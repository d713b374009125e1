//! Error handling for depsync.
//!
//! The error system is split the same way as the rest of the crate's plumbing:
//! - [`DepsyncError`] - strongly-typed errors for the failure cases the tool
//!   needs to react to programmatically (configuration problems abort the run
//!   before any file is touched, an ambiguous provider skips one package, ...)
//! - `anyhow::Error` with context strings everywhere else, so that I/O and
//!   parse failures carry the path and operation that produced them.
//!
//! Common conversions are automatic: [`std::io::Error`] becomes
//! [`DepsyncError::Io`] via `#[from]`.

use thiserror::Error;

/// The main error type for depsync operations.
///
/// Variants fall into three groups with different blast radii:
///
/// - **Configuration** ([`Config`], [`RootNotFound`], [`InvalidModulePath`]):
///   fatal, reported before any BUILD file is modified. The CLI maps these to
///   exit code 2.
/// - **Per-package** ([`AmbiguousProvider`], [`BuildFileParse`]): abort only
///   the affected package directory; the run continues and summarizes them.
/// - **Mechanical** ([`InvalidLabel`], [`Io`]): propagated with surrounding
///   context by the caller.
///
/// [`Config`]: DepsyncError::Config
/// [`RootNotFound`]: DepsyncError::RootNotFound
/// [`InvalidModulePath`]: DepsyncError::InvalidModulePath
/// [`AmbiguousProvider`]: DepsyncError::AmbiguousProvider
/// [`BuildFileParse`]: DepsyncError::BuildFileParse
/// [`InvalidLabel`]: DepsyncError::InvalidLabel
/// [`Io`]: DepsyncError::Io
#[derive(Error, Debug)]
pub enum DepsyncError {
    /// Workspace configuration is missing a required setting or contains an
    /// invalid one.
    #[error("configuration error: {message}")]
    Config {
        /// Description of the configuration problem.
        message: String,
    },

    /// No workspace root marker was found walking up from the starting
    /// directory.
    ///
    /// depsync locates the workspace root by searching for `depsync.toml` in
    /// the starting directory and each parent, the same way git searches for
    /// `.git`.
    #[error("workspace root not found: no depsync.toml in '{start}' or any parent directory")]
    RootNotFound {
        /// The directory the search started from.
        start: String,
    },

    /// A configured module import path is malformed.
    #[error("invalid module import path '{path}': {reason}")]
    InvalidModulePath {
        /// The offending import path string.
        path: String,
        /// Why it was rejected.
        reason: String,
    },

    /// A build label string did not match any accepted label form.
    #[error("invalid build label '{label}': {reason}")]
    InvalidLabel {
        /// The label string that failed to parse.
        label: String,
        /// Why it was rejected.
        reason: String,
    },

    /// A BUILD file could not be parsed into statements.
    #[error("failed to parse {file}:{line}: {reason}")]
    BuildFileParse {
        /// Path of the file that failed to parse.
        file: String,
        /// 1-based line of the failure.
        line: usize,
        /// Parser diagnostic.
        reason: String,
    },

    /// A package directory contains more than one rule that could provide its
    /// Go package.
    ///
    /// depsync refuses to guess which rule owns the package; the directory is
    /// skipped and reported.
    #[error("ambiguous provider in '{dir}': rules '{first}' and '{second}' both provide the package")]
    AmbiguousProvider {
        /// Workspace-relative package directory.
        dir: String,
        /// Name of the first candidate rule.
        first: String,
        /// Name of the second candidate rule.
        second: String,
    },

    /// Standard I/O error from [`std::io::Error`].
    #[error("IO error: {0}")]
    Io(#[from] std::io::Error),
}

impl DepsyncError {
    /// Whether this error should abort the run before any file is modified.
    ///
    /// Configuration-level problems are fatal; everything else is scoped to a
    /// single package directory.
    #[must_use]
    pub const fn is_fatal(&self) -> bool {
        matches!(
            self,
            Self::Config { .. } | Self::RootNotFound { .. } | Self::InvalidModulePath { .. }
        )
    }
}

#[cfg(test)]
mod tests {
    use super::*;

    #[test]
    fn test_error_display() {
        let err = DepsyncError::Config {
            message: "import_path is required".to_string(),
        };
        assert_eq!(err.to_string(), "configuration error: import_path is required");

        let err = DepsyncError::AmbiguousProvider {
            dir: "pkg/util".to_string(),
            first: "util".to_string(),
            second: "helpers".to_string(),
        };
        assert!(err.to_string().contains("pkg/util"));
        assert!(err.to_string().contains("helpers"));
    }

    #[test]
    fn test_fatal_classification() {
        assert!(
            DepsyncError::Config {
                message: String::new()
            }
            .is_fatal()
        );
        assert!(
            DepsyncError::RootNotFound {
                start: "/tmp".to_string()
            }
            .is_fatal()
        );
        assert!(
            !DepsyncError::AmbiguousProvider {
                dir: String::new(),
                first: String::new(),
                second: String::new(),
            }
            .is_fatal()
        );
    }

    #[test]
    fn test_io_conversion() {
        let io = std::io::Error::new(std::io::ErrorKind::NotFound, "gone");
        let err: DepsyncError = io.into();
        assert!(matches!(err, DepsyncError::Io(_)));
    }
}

| Problem description |
The records above should be duplicated in full, exactly as given.

| Result of this task |
repository d713b374009125e1
//! Error handling for depsync.
//!
//! The error system is split the same way as the rest of the crate's plumbing:
//! - [`DepsyncError`] - strongly-typed errors for the failure cases the tool
//!   needs to react to programmatically (configuration problems abort the run
//!   before any file is touched, an ambiguous provider skips one package, ...)
//! - `anyhow::Error` with context strings everywhere else, so that I/O and
//!   parse failures carry the path and operation that produced them.
//!
//! Common conversions are automatic: [`std::io::Error`] becomes
//! [`DepsyncError::Io`] via `#[from]`.

use thiserror::Error;

/// The main error type for depsync operations.
///
/// Variants fall into three groups with different blast radii:
///
/// - **Configuration** ([`Config`], [`RootNotFound`], [`InvalidModulePath`]):
///   fatal, reported before any BUILD file is modified. The CLI maps these to
///   exit code 2.
/// - **Per-package** ([`AmbiguousProvider`], [`BuildFileParse`]): abort only
///   the affected package directory; the run continues and summarizes them.
/// - **Mechanical** ([`InvalidLabel`], [`Io`]): propagated with surrounding
///   context by the caller.
///
/// [`Config`]: DepsyncError::Config
/// [`RootNotFound`]: DepsyncError::RootNotFound
/// [`InvalidModulePath`]: DepsyncError::InvalidModulePath
/// [`AmbiguousProvider`]: DepsyncError::AmbiguousProvider
/// [`BuildFileParse`]: DepsyncError::BuildFileParse
/// [`InvalidLabel`]: DepsyncError::InvalidLabel
/// [`Io`]: DepsyncError::Io
#[derive(Error, Debug)]
pub enum DepsyncError {
    /// Workspace configuration is missing a required setting or contains an
    /// invalid one.
    #[error("configuration error: {message}")]
    Config {
        /// Description of the configuration problem.
        message: String,
    },

    /// No workspace root marker was found walking up from the starting
    /// directory.
    ///
    /// depsync locates the workspace root by searching for `depsync.toml` in
    /// the starting directory and each parent, the same way git searches for
    /// `.git`.
    #[error("workspace root not found: no depsync.toml in '{start}' or any parent directory")]
    RootNotFound {
        /// The directory the search started from.
        start: String,
    },

    /// A configured module import path is malformed.
    #[error("invalid module import path '{path}': {reason}")]
    InvalidModulePath {
        /// The offending import path string.
        path: String,
        /// Why it was rejected.
        reason: String,
    },

    /// A build label string did not match any accepted label form.
    #[error("invalid build label '{label}': {reason}")]
    InvalidLabel {
        /// The label string that failed to parse.
        label: String,
        /// Why it was rejected.
        reason: String,
    },

    /// A BUILD file could not be parsed into statements.
    #[error("failed to parse {file}:{line}: {reason}")]
    BuildFileParse {
        /// Path of the file that failed to parse.
        file: String,
        /// 1-based line of the failure.
        line: usize,
        /// Parser diagnostic.
        reason: String,
    },

    /// A package directory contains more than one rule that could provide its
    /// Go package.
    ///
    /// depsync refuses to guess which rule owns the package; the directory is
    /// skipped and reported.
    #[error("ambiguous provider in '{dir}': rules '{first}' and '{second}' both provide the package")]
    AmbiguousProvider {
        /// Workspace-relative package directory.
        dir: String,
        /// Name of the first candidate rule.
        first: String,
        /// Name of the second candidate rule.
        second: String,
    },

    /// Standard I/O error from [`std::io::Error`].
    #[error("IO error: {0}")]
    Io(#[from] std::io::Error),
}

impl DepsyncError {
    /// Whether this error should abort the run before any file is modified.
    ///
    /// Configuration-level problems are fatal; everything else is scoped to a
    /// single package directory.
    #[must_use]
    pub const fn is_fatal(&self) -> bool {
        matches!(
            self,
            Self::Config { .. } | Self::RootNotFound { .. } | Self::InvalidModulePath { .. }
        )
    }
}

#[cfg(test)]
mod tests {
    use super::*;

    #[test]
    fn test_error_display() {
        let err = DepsyncError::Config {
            message: "import_path is required".to_string(),
        };
        assert_eq!(err.to_string(), "configuration error: import_path is required");

        let err = DepsyncError::AmbiguousProvider {
            dir: "pkg/util".to_string(),
            first: "util".to_string(),
            second: "helpers".to_string(),
        };
        assert!(err.to_string().contains("pkg/util"));
        assert!(err.to_string().contains("helpers"));
    }

    #[test]
    fn test_fatal_classification() {
        assert!(
            DepsyncError::Config {
                message: String::new()
            }
            .is_fatal()
        );
        assert!(
            DepsyncError::RootNotFound {
                start: "/tmp".to_string()
            }
            .is_fatal()
        );
        assert!(
            !DepsyncError::AmbiguousProvider {
                dir: String::new(),
                first: String::new(),
                second: String::new(),
            }
            .is_fatal()
        );
    }

    #[test]
    fn test_io_conversion() {
        let io = std::io::Error::new(std::io::ErrorKind::NotFound, "gone");
        let err: DepsyncError = io.into();
        assert!(matches!(err, DepsyncError::Io(_)));
    }
}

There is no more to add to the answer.